> _Task_
Print out all the records, word for word.

> _Record set_
*** Block opens ***
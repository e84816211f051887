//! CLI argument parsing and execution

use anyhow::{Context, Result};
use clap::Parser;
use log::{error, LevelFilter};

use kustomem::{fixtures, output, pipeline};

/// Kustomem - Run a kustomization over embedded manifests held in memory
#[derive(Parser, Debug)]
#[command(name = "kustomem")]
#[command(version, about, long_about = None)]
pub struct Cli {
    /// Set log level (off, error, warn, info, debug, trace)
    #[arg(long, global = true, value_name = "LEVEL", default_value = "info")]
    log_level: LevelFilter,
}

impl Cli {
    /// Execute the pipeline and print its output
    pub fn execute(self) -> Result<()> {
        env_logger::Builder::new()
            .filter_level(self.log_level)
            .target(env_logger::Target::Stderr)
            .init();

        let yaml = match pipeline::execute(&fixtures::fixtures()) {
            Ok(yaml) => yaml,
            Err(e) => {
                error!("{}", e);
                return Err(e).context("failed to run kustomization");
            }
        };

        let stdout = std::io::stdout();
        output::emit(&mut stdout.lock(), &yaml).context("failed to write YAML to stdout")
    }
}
*** Block closes ***
> _Expected answer_
repository e84816211f051887
//! CLI argument parsing and execution

use anyhow::{Context, Result};
use clap::Parser;
use log::{error, LevelFilter};

use kustomem::{fixtures, output, pipeline};

/// Kustomem - Run a kustomization over embedded manifests held in memory
#[derive(Parser, Debug)]
#[command(name = "kustomem")]
#[command(version, about, long_about = None)]
pub struct Cli {
    /// Set log level (off, error, warn, info, debug, trace)
    #[arg(long, global = true, value_name = "LEVEL", default_value = "info")]
    log_level: LevelFilter,
}

impl Cli {
    /// Execute the pipeline and print its output
    pub fn execute(self) -> Result<()> {
        env_logger::Builder::new()
            .filter_level(self.log_level)
            .target(env_logger::Target::Stderr)
            .init();

        let yaml = match pipeline::execute(&fixtures::fixtures()) {
            Ok(yaml) => yaml,
            Err(e) => {
                error!("{}", e);
                return Err(e).context("failed to run kustomization");
            }
        };

        let stdout = std::io::stdout();
        output::emit(&mut stdout.lock(), &yaml).context("failed to write YAML to stdout")
    }
}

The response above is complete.